*Work required*
What are the lines of the listing below, word for word, from the first down to the one that contains "is re-evaluated from"?

*Input for this task*
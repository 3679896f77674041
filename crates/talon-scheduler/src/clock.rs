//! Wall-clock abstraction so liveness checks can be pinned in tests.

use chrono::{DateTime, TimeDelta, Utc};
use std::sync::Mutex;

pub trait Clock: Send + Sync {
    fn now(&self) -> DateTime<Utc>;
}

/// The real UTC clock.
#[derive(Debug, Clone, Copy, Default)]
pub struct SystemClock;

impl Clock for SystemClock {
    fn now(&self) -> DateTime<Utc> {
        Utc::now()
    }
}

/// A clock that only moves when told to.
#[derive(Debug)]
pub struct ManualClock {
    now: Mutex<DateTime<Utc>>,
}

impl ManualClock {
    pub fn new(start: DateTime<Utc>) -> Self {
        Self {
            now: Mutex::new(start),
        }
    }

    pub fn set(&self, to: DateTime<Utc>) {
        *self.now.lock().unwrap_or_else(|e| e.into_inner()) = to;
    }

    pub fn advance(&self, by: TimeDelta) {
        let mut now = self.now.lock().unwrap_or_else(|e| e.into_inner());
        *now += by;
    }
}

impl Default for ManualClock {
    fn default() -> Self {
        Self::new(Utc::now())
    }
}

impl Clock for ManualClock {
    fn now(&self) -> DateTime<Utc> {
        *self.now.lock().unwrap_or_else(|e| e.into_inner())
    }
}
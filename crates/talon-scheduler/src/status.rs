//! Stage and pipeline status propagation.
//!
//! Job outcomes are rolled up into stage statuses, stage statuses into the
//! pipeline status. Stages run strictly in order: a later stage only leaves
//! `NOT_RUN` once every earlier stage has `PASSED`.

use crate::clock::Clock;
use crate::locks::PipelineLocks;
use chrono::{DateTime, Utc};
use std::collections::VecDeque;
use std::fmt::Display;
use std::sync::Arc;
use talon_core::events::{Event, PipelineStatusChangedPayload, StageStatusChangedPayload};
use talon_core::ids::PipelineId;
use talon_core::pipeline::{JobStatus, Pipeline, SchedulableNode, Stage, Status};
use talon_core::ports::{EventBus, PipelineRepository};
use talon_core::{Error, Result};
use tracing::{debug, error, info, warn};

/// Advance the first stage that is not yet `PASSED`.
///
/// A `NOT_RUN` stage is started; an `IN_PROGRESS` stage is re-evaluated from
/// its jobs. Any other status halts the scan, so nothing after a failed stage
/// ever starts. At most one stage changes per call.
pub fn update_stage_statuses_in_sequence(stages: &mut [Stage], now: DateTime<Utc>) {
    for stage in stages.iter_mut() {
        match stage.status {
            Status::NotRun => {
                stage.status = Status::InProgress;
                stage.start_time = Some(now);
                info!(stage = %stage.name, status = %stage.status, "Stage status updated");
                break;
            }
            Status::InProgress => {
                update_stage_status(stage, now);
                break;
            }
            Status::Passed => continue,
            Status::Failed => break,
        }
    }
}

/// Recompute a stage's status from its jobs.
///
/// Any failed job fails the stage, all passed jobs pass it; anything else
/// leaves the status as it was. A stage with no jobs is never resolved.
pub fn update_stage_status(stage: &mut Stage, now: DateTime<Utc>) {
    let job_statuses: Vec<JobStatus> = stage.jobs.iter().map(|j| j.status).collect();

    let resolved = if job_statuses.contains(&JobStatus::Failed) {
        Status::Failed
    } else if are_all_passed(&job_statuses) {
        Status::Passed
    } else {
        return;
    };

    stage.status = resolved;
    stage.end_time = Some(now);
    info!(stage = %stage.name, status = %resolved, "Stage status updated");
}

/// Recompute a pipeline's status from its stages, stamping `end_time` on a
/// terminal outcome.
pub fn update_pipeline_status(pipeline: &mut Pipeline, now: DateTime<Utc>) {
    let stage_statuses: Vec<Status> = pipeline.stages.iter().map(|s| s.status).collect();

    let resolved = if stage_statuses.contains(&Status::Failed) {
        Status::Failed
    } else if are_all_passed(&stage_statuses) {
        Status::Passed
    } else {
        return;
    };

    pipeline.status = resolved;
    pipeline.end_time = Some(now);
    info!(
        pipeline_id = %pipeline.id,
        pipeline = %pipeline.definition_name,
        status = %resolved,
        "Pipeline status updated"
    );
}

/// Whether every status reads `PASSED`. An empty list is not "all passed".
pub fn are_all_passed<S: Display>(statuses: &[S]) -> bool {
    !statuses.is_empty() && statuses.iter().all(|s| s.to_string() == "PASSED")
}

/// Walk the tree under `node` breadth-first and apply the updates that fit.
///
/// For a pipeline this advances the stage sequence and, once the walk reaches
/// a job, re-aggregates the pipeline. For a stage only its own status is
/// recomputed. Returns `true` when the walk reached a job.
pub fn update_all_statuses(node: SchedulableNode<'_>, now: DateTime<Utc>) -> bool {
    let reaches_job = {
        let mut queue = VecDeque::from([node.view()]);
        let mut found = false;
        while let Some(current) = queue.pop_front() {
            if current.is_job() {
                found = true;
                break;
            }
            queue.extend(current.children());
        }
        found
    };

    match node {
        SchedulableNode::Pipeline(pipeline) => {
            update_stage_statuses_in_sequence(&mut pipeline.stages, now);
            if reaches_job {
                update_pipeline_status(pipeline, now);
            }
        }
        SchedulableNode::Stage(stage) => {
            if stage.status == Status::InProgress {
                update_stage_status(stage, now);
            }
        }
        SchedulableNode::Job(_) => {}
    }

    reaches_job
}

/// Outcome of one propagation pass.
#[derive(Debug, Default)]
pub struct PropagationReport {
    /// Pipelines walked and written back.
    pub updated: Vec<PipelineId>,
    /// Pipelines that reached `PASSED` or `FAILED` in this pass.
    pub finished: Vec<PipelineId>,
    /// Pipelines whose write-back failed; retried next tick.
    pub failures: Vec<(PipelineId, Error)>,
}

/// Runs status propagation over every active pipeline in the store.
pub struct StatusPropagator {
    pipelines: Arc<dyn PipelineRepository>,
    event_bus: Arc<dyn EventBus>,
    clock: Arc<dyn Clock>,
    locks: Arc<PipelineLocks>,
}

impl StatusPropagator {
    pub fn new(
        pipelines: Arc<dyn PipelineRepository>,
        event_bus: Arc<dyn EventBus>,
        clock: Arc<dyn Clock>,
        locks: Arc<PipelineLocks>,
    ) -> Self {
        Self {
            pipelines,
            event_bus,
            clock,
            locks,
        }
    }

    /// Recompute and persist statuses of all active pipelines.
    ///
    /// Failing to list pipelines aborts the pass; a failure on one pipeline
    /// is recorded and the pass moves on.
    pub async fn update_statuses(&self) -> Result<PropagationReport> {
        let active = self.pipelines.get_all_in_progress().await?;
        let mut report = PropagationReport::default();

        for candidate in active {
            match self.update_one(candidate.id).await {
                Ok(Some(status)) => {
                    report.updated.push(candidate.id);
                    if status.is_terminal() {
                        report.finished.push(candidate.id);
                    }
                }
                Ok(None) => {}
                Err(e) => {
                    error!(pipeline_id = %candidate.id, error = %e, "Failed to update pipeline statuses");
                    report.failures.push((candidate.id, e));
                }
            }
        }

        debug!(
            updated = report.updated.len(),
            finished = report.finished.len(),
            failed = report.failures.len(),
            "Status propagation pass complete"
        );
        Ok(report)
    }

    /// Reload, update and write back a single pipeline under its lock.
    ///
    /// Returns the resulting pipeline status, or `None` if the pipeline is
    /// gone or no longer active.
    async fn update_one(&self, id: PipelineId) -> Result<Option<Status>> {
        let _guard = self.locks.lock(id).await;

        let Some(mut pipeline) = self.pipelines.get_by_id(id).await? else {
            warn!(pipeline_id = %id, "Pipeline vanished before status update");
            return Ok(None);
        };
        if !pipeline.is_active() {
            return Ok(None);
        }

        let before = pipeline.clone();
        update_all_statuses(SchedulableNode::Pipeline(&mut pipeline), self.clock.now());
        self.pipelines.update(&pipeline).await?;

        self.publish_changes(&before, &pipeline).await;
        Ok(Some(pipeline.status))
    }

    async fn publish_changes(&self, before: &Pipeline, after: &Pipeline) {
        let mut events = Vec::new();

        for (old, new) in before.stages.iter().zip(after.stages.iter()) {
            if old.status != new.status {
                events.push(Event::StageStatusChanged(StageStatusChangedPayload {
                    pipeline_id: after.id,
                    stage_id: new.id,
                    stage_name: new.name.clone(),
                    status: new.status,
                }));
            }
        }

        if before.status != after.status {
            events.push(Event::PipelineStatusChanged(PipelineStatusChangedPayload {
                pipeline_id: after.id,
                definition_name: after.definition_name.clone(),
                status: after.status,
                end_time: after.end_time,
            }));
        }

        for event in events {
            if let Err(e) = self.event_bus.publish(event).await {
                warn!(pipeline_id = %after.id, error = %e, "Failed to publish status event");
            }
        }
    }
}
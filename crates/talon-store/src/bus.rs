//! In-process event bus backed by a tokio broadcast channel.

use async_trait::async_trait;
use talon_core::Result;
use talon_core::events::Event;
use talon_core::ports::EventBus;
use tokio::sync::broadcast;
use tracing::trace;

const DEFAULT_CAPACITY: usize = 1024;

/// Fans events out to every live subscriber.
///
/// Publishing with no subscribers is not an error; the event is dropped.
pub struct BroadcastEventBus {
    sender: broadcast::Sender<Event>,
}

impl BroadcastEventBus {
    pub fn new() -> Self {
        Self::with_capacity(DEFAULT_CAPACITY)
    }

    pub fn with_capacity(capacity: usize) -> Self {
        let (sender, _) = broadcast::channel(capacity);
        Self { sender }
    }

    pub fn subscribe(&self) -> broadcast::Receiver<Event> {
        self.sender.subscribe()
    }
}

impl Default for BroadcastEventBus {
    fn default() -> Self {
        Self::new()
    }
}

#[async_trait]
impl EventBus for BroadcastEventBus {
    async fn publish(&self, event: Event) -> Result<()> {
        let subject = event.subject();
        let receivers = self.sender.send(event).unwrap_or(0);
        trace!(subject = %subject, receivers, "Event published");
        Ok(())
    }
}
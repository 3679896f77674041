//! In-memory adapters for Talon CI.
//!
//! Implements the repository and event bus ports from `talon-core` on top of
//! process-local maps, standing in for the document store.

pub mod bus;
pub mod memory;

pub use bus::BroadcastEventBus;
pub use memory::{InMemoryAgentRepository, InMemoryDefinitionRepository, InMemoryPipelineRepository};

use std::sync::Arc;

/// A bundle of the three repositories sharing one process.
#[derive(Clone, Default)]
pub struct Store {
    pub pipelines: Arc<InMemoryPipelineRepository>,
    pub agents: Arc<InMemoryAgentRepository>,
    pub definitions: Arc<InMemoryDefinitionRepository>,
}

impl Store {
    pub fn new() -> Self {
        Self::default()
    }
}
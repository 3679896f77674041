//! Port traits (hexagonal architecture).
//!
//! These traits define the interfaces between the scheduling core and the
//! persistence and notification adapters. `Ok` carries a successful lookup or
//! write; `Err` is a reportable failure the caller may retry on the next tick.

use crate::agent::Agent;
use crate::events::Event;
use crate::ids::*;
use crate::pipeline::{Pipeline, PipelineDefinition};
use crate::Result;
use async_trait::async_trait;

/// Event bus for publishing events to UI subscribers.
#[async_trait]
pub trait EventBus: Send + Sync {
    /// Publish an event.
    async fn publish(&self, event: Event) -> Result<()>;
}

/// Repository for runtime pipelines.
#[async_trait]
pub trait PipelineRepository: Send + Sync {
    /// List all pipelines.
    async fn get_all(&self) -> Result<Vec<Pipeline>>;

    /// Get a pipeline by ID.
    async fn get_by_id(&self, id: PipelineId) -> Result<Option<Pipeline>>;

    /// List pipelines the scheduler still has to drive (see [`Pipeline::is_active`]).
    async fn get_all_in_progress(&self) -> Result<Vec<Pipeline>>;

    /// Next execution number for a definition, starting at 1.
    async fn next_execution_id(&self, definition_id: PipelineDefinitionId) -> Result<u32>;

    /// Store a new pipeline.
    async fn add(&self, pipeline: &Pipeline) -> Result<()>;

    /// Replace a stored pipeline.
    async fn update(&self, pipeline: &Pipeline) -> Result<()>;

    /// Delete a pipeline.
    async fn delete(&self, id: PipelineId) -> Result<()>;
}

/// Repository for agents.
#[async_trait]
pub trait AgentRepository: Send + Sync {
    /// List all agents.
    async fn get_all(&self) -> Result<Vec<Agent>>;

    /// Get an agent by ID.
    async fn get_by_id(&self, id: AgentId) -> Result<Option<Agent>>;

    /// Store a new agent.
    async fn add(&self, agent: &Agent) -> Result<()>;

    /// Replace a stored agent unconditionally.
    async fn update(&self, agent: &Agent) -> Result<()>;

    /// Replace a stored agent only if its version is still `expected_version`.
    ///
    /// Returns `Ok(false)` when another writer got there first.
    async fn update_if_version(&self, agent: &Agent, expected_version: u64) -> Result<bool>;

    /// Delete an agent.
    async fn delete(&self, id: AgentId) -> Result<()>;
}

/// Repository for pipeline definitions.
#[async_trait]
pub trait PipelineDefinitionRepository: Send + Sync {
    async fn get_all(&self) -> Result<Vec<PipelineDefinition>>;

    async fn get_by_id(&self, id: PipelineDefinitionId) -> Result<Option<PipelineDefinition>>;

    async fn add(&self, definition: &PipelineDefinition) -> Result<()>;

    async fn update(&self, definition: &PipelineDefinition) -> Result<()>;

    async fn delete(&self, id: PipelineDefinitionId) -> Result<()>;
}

*Answer box*
repository 3679896f77674041
filename crates/talon-scheduler/src/clock.rs
//! Wall-clock abstraction so liveness checks can be pinned in tests.

use chrono::{DateTime, TimeDelta, Utc};
use std::sync::Mutex;

pub trait Clock: Send + Sync {
    fn now(&self) -> DateTime<Utc>;
}

/// The real UTC clock.
#[derive(Debug, Clone, Copy, Default)]
pub struct SystemClock;

impl Clock for SystemClock {
    fn now(&self) -> DateTime<Utc> {
        Utc::now()
    }
}

/// A clock that only moves when told to.
#[derive(Debug)]
pub struct ManualClock {
    now: Mutex<DateTime<Utc>>,
}

impl ManualClock {
    pub fn new(start: DateTime<Utc>) -> Self {
        Self {
            now: Mutex::new(start),
        }
    }

    pub fn set(&self, to: DateTime<Utc>) {
        *self.now.lock().unwrap_or_else(|e| e.into_inner()) = to;
    }

    pub fn advance(&self, by: TimeDelta) {
        let mut now = self.now.lock().unwrap_or_else(|e| e.into_inner());
        *now += by;
    }
}

impl Default for ManualClock {
    fn default() -> Self {
        Self::new(Utc::now())
    }
}

impl Clock for ManualClock {
    fn now(&self) -> DateTime<Utc> {
        *self.now.lock().unwrap_or_else(|e| e.into_inner())
    }
}
filename crates/talon-scheduler/src/status.rs
//! Stage and pipeline status propagation.
//!
//! Job outcomes are rolled up into stage statuses, stage statuses into the
//! pipeline status. Stages run strictly in order: a later stage only leaves
//! `NOT_RUN` once every earlier stage has `PASSED`.

use crate::clock::Clock;
use crate::locks::PipelineLocks;
use chrono::{DateTime, Utc};
use std::collections::VecDeque;
use std::fmt::Display;
use std::sync::Arc;
use talon_core::events::{Event, PipelineStatusChangedPayload, StageStatusChangedPayload};
use talon_core::ids::PipelineId;
use talon_core::pipeline::{JobStatus, Pipeline, SchedulableNode, Stage, Status};
use talon_core::ports::{EventBus, PipelineRepository};
use talon_core::{Error, Result};
use tracing::{debug, error, info, warn};

/// Advance the first stage that is not yet `PASSED`.
///
/// A `NOT_RUN` stage is started; an `IN_PROGRESS` stage is re-evaluated from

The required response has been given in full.